_Problem requirements_
Each line of the data below that includes the string "such" must be copied.

_Dataset content_
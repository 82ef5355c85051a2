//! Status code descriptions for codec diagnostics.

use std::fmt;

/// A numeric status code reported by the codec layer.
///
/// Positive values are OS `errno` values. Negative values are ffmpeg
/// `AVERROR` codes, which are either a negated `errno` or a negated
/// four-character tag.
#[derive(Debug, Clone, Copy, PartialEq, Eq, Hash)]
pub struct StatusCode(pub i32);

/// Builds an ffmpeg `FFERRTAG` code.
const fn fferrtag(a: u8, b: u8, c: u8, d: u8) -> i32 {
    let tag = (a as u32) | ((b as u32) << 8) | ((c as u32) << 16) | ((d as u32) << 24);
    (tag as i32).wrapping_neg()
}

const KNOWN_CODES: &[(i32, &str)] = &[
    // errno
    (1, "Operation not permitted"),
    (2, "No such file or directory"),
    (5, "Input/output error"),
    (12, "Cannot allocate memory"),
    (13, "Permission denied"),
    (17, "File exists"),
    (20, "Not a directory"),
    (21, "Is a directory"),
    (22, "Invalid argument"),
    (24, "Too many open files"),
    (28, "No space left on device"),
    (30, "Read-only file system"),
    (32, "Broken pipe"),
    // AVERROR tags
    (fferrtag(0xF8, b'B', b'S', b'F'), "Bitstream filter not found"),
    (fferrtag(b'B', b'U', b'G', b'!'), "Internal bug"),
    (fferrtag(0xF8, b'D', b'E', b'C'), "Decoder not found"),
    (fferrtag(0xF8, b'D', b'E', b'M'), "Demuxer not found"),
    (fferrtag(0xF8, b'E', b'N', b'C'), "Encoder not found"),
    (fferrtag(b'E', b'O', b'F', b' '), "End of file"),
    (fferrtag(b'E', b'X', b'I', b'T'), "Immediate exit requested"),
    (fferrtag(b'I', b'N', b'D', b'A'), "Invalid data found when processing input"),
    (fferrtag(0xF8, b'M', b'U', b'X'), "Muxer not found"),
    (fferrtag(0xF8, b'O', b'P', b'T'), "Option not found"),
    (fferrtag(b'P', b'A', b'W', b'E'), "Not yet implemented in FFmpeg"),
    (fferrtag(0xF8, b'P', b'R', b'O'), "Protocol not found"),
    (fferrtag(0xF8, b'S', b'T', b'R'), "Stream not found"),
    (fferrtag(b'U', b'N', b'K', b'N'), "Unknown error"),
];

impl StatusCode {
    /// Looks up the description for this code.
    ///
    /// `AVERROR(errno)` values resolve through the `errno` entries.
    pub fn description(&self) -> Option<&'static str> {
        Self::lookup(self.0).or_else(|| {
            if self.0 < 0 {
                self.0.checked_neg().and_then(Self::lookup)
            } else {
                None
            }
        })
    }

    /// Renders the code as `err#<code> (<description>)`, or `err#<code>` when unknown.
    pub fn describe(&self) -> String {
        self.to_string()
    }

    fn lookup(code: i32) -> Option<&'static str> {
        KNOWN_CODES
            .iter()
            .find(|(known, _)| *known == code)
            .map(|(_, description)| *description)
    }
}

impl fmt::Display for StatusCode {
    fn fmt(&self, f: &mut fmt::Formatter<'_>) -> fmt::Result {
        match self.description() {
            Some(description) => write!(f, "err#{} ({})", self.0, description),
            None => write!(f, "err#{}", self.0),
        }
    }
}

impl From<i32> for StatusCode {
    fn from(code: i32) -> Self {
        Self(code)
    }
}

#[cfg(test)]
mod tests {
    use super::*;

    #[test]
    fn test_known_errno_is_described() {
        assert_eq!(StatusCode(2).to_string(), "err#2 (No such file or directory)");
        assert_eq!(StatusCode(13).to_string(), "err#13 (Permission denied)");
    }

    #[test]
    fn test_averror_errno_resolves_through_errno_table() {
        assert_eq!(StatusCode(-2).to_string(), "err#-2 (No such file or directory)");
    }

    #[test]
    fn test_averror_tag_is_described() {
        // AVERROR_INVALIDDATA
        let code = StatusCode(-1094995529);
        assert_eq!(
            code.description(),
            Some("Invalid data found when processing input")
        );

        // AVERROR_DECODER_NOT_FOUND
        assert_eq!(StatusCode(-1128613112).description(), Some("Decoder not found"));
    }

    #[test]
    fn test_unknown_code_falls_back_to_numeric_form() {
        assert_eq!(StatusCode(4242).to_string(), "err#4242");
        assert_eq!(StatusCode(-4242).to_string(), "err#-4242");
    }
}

---

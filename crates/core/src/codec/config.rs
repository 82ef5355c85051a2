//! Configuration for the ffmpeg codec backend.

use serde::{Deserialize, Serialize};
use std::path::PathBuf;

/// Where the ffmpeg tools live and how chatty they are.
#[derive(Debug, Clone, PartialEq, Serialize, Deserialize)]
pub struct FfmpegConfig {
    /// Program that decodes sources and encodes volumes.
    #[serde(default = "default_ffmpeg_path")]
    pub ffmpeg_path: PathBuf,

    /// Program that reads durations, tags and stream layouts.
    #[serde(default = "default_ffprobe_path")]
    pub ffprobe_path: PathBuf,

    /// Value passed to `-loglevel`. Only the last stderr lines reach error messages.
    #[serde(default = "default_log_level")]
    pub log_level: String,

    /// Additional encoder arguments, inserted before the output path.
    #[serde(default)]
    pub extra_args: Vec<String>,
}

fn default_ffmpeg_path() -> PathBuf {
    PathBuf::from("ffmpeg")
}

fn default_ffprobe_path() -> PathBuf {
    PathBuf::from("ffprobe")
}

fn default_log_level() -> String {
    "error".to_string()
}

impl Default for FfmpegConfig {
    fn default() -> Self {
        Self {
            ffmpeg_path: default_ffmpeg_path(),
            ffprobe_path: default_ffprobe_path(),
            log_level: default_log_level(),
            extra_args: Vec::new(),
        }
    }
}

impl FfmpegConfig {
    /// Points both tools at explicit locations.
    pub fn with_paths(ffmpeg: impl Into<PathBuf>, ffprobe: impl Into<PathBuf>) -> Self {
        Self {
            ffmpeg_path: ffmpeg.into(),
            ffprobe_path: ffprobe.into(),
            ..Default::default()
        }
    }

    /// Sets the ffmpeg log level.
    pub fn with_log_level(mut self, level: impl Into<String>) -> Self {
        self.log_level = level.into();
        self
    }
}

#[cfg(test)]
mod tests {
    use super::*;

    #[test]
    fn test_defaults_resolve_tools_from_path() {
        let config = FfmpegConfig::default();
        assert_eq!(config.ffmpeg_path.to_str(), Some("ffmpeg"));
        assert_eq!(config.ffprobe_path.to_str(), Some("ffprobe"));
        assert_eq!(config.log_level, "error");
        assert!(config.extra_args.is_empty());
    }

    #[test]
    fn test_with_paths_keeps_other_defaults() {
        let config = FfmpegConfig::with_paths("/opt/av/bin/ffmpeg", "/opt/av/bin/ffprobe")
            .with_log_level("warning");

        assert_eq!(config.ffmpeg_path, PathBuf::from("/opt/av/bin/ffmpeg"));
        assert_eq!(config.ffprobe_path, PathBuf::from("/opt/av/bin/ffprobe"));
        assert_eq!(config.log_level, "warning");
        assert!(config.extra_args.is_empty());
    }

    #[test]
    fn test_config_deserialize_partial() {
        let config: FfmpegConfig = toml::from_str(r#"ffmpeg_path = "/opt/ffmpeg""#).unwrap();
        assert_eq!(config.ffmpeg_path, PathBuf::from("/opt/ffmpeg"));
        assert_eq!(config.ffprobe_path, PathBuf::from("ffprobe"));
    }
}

_Expected answer_
    (2, "No such file or directory"),
        assert_eq!(StatusCode(2).to_string(), "err#2 (No such file or directory)");
        assert_eq!(StatusCode(-2).to_string(), "err#-2 (No such file or directory)");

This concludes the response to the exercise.